• _What you need to do_
Transcribe the data exactly, stopping after the "--to lock args" line.

--- Materials provided Enclosed Below ---

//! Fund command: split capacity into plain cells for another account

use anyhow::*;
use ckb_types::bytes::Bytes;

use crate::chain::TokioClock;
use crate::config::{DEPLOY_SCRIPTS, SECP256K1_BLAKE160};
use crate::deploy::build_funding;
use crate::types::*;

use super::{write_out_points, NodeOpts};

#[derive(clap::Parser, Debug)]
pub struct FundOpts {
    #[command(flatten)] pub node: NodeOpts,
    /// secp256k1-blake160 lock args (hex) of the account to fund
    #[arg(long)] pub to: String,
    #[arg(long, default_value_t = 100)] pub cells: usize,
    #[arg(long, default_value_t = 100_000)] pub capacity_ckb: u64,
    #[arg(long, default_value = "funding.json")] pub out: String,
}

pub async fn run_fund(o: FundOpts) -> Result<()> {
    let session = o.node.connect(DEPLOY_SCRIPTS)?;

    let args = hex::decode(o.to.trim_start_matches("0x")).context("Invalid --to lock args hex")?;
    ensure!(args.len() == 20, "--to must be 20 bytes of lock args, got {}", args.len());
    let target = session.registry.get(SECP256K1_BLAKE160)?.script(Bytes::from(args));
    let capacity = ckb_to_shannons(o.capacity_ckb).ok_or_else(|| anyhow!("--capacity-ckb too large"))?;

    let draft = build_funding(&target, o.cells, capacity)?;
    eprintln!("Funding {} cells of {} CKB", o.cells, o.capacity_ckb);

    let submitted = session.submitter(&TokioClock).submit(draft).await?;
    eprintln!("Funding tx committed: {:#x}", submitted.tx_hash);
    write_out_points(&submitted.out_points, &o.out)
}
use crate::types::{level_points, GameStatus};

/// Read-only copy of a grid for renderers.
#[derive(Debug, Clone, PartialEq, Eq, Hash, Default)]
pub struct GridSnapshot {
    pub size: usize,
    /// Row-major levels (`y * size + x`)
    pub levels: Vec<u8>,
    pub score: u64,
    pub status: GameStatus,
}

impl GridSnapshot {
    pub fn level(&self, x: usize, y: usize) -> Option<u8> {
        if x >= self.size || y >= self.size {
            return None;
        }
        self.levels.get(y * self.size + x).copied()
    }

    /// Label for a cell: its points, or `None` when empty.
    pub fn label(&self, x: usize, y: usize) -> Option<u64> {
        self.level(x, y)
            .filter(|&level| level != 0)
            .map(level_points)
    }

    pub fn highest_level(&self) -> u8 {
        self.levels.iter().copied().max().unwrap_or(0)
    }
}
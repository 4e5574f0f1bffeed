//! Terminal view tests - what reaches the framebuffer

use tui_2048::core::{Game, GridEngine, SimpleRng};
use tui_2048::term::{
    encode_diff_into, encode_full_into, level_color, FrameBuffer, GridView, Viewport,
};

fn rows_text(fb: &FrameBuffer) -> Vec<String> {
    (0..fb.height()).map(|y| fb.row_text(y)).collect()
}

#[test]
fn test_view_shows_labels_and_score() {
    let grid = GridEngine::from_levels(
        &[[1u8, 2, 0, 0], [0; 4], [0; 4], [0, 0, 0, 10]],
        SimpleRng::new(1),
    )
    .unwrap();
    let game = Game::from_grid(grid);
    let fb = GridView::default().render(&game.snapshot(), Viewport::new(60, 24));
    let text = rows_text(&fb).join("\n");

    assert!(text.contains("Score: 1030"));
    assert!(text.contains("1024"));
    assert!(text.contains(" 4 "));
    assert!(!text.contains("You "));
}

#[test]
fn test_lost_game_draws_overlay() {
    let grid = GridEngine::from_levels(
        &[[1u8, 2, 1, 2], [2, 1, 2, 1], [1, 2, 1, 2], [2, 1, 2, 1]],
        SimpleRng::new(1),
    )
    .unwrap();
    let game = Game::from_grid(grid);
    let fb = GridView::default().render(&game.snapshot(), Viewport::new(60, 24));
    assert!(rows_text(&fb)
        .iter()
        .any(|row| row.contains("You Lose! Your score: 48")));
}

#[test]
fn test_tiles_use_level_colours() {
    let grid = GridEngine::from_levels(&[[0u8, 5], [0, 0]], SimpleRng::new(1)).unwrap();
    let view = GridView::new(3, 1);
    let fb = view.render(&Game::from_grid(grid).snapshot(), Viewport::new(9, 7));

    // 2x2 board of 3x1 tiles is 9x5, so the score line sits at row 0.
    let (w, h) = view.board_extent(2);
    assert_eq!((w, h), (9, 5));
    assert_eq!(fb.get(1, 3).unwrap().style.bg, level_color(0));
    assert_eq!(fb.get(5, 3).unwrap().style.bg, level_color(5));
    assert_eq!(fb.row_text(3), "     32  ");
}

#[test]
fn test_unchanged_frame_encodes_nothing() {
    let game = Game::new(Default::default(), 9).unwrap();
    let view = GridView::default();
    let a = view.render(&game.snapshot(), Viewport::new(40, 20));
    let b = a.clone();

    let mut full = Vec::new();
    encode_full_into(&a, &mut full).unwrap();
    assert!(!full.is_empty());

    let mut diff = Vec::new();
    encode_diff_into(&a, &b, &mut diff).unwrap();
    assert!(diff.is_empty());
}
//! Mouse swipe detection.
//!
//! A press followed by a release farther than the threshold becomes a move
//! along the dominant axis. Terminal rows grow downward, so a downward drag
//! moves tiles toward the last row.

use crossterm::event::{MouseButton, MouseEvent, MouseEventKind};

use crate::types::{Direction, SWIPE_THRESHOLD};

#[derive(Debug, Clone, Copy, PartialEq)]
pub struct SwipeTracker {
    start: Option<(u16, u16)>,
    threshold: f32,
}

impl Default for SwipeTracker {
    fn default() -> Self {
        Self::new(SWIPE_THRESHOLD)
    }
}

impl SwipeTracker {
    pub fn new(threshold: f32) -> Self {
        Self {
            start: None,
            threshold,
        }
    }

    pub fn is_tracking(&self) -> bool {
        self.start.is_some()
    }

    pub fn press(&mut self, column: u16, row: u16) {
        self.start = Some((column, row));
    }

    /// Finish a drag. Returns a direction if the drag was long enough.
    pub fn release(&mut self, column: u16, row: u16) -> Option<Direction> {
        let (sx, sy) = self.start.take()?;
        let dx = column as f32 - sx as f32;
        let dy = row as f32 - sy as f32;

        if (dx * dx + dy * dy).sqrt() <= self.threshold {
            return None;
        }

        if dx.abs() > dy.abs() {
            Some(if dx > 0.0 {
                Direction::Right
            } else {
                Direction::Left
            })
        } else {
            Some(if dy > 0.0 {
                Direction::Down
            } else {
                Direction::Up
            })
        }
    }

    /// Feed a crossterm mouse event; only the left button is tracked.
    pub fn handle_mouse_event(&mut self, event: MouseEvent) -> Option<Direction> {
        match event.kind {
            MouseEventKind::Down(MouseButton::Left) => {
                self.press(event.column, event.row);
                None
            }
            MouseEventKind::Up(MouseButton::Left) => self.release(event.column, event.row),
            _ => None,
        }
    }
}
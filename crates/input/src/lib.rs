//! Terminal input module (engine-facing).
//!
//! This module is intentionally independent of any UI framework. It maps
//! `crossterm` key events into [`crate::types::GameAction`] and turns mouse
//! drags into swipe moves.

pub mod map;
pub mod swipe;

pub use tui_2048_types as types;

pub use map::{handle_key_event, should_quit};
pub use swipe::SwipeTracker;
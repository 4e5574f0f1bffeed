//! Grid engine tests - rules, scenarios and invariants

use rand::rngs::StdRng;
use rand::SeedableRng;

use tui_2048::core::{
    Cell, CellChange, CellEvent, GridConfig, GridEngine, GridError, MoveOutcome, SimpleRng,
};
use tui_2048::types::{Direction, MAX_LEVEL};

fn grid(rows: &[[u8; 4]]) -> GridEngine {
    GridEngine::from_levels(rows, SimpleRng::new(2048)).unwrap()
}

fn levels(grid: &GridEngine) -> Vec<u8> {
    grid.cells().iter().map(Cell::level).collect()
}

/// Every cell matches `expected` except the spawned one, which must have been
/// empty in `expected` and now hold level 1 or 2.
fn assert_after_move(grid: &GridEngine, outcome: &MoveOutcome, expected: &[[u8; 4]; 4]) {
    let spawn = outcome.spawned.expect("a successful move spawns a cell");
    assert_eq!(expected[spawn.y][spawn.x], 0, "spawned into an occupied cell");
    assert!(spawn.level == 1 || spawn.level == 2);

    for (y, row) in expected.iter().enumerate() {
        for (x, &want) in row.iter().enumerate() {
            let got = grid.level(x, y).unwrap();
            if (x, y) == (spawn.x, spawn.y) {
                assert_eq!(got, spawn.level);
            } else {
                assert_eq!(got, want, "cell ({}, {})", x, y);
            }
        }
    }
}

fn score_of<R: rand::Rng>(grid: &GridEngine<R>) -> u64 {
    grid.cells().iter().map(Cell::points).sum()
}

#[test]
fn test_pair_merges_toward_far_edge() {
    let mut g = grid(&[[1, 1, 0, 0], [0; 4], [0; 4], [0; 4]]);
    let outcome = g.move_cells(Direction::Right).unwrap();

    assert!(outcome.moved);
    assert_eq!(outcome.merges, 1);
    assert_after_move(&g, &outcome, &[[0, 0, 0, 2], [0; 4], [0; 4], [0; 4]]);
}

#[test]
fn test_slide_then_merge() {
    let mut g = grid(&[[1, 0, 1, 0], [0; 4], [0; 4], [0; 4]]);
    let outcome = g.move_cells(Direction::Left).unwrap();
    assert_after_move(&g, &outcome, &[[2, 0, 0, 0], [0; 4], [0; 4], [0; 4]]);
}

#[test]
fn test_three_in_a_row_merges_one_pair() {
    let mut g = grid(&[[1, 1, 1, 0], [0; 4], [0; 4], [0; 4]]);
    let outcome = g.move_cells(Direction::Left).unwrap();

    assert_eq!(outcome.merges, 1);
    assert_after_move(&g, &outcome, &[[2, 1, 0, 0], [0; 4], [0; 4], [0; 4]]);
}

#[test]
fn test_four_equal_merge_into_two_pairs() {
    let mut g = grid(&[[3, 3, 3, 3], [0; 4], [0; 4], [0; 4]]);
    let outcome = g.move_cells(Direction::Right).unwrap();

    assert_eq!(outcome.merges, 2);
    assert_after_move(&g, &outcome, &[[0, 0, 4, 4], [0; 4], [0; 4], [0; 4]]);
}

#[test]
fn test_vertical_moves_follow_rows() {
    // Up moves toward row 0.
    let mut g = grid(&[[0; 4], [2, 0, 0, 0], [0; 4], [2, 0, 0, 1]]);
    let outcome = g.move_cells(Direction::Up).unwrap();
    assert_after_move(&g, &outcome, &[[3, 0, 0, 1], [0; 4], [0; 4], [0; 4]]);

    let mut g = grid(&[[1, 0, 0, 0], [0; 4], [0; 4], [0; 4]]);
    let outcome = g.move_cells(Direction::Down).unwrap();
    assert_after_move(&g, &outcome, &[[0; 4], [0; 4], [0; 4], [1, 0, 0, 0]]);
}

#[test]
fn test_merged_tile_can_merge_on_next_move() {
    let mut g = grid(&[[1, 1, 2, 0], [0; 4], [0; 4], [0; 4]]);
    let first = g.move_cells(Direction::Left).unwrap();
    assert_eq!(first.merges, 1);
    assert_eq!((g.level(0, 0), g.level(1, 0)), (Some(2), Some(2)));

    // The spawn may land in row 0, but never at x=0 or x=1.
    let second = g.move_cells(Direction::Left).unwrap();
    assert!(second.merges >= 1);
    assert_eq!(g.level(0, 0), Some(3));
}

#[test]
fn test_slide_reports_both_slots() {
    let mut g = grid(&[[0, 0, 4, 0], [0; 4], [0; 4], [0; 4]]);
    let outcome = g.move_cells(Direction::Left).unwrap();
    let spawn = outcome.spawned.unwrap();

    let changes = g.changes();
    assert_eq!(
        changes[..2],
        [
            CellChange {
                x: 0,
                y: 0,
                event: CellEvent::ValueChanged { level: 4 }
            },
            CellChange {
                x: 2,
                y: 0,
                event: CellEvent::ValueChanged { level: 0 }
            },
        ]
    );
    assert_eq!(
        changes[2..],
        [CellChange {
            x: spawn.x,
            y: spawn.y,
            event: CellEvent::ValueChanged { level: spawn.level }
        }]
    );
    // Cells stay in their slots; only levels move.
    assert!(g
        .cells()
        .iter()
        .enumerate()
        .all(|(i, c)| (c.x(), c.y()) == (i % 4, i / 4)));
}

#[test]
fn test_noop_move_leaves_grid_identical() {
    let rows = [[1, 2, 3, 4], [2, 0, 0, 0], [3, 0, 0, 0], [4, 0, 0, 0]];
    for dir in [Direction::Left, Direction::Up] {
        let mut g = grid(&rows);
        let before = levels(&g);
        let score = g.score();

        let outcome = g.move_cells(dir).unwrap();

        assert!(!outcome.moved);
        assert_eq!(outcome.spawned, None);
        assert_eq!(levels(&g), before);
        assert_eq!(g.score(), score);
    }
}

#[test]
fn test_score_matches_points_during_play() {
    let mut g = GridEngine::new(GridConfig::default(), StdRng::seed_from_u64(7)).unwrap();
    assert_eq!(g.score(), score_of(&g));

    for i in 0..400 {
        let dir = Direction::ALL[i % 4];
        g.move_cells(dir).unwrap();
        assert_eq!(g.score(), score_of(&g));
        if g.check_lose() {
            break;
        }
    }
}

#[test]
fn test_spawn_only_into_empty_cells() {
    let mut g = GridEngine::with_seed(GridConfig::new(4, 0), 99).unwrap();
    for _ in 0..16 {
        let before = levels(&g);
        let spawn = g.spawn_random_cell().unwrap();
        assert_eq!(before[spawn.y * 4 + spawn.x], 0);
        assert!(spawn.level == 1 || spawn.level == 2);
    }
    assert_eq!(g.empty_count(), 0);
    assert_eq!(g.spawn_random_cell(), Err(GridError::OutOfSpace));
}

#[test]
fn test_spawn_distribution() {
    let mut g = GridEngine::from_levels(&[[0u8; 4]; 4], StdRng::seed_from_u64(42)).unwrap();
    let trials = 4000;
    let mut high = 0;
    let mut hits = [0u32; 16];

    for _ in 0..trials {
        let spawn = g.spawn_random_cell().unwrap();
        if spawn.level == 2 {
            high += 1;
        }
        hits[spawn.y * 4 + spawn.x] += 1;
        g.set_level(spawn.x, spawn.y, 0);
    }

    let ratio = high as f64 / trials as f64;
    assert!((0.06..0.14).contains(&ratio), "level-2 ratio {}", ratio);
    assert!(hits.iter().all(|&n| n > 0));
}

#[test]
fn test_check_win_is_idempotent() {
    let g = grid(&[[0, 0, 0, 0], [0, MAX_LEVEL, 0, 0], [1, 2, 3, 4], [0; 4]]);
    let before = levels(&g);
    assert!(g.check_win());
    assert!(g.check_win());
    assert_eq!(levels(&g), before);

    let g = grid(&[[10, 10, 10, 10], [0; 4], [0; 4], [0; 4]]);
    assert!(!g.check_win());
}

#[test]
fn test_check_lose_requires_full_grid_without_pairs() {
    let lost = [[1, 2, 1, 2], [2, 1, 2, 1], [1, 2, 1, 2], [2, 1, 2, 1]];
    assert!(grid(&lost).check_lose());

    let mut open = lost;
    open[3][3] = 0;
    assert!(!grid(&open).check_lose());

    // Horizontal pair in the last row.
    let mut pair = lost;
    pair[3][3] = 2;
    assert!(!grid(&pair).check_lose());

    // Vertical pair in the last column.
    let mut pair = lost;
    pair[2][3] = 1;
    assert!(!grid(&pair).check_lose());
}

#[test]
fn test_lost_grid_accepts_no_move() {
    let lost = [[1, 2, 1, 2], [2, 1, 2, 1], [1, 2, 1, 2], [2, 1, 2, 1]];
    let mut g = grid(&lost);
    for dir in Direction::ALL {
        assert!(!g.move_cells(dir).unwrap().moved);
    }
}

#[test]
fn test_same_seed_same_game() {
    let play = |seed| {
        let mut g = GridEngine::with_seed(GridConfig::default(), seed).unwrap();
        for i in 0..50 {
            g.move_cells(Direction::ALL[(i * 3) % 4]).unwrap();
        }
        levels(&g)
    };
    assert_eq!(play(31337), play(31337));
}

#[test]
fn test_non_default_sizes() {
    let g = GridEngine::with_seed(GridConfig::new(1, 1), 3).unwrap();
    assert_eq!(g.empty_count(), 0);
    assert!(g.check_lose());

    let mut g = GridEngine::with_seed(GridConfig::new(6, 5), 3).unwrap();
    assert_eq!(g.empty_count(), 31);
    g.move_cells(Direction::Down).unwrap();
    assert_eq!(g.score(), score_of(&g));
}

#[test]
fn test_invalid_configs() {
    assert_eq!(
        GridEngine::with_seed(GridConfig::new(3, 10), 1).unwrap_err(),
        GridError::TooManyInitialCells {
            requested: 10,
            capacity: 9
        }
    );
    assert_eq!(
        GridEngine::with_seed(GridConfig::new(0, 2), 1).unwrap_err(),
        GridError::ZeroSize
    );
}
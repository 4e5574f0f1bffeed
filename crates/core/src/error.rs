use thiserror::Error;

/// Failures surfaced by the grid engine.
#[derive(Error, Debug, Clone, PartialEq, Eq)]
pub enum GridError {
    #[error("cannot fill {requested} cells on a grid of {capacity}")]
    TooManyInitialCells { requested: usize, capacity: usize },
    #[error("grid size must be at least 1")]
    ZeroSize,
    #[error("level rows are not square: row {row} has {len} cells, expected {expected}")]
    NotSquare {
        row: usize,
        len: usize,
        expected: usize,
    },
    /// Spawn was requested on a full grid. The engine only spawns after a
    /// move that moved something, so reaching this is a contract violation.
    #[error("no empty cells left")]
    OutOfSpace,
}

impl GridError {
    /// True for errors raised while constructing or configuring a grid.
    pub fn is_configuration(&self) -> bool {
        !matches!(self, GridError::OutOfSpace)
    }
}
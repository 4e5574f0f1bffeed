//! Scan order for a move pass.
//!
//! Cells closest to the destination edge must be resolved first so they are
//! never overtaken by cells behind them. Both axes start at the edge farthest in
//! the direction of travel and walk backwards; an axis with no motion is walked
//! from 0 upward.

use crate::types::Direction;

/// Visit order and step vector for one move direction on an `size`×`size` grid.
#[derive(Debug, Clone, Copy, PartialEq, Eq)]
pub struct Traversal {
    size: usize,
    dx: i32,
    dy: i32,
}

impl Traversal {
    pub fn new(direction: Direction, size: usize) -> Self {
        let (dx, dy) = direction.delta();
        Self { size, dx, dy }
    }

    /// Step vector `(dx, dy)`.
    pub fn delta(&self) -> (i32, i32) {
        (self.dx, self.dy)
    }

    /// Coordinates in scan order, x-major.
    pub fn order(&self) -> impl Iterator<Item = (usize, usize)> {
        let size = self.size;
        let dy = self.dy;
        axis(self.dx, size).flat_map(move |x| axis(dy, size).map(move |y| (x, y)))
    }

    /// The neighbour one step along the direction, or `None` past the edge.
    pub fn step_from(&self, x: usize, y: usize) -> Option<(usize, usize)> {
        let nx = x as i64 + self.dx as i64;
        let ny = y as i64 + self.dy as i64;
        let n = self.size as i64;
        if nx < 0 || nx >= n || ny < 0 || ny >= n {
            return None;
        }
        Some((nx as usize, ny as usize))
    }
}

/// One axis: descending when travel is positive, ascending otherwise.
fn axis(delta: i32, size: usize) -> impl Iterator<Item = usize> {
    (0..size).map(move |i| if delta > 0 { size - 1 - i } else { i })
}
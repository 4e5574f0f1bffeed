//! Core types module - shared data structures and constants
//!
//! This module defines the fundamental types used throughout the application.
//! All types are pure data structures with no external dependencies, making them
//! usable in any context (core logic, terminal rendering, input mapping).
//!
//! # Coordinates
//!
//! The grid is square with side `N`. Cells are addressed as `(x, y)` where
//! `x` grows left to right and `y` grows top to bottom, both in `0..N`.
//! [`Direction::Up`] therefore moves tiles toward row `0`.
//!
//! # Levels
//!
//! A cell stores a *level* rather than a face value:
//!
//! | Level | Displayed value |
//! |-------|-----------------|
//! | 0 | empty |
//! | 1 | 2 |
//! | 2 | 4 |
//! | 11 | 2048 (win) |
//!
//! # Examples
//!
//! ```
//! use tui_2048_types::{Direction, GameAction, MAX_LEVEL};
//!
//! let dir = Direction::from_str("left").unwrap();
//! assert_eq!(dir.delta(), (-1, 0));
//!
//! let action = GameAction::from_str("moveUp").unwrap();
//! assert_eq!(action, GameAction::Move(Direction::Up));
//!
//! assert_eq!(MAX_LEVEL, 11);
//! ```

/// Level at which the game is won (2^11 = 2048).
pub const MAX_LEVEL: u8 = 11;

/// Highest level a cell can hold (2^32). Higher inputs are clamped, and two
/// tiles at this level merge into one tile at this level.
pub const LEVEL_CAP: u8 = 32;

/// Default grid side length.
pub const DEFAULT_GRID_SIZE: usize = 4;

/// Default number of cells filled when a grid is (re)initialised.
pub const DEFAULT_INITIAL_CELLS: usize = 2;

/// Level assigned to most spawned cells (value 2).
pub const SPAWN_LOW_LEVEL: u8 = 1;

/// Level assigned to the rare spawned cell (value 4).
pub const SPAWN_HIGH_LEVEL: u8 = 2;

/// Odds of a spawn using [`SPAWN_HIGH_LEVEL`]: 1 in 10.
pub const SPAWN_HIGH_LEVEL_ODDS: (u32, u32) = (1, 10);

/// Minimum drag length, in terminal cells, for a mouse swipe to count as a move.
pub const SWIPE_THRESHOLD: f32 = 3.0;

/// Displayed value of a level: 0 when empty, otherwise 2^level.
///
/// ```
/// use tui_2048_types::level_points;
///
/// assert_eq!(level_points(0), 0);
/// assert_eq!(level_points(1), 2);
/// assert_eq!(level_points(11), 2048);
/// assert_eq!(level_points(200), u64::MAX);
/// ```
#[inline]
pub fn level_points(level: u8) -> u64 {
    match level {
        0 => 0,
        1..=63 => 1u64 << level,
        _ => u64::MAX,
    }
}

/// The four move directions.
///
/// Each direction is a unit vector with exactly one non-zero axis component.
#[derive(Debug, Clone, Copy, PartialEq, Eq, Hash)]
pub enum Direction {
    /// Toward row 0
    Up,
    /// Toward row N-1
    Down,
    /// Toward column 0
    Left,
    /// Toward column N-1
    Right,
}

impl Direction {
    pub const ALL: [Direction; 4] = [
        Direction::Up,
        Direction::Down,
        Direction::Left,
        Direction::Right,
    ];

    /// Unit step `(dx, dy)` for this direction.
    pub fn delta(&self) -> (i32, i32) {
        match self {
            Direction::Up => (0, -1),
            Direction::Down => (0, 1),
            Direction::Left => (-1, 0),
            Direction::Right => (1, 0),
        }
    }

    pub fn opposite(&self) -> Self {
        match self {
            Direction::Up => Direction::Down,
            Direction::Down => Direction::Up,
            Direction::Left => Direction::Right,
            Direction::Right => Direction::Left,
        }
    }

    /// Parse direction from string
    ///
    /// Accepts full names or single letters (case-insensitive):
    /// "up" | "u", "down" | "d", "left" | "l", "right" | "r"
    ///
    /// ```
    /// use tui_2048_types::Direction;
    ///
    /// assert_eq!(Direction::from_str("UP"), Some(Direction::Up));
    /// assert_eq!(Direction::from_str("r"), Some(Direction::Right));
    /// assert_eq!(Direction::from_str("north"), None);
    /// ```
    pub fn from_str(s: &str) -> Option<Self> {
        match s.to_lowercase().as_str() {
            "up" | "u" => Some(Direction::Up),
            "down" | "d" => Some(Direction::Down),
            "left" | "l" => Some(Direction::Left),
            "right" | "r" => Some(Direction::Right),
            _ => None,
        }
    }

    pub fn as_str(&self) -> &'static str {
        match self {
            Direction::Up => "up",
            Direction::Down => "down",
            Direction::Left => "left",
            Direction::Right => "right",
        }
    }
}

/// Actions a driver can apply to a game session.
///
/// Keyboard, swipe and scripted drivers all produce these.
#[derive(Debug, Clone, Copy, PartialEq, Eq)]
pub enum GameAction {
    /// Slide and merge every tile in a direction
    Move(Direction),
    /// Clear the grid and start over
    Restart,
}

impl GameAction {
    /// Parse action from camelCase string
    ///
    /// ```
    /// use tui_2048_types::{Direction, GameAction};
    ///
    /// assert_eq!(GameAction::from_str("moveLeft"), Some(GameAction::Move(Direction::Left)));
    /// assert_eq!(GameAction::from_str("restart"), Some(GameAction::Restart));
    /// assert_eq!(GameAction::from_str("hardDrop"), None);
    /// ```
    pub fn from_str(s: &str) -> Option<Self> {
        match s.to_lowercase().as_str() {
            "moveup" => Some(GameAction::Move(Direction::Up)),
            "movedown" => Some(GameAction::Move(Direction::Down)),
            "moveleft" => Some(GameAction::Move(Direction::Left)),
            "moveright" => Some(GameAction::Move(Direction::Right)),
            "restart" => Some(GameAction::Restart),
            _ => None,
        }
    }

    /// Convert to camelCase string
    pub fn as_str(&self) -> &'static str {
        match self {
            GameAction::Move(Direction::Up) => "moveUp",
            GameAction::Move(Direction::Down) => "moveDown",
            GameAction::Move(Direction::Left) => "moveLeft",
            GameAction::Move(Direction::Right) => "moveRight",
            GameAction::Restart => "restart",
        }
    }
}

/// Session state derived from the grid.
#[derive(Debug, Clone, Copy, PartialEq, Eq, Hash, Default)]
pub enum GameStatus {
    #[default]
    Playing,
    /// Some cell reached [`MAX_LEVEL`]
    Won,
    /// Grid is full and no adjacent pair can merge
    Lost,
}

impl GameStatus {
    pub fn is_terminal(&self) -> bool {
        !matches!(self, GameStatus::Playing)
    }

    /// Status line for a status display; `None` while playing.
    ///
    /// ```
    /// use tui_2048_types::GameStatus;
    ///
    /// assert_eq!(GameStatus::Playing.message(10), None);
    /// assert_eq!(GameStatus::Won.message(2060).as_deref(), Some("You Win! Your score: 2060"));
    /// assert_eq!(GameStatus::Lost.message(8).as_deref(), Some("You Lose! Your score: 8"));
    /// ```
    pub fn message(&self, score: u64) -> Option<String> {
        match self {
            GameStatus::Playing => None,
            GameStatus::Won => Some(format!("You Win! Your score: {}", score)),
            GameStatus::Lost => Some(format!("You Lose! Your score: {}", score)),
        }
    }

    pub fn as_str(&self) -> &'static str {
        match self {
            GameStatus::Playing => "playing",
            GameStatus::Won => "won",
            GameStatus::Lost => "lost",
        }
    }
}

--- End of Enclosed Materials provided ---

• _Solution_
//! Fund command: split capacity into plain cells for another account

use anyhow::*;
use ckb_types::bytes::Bytes;

use crate::chain::TokioClock;
use crate::config::{DEPLOY_SCRIPTS, SECP256K1_BLAKE160};
use crate::deploy::build_funding;
use crate::types::*;

use super::{write_out_points, NodeOpts};

#[derive(clap::Parser, Debug)]
pub struct FundOpts {
    #[command(flatten)] pub node: NodeOpts,
    /// secp256k1-blake160 lock args (hex) of the account to fund
    #[arg(long)] pub to: String,
    #[arg(long, default_value_t = 100)] pub cells: usize,
    #[arg(long, default_value_t = 100_000)] pub capacity_ckb: u64,
    #[arg(long, default_value = "funding.json")] pub out: String,
}

pub async fn run_fund(o: FundOpts) -> Result<()> {
    let session = o.node.connect(DEPLOY_SCRIPTS)?;

    let args = hex::decode(o.to.trim_start_matches("0x")).context("Invalid --to lock args hex")?;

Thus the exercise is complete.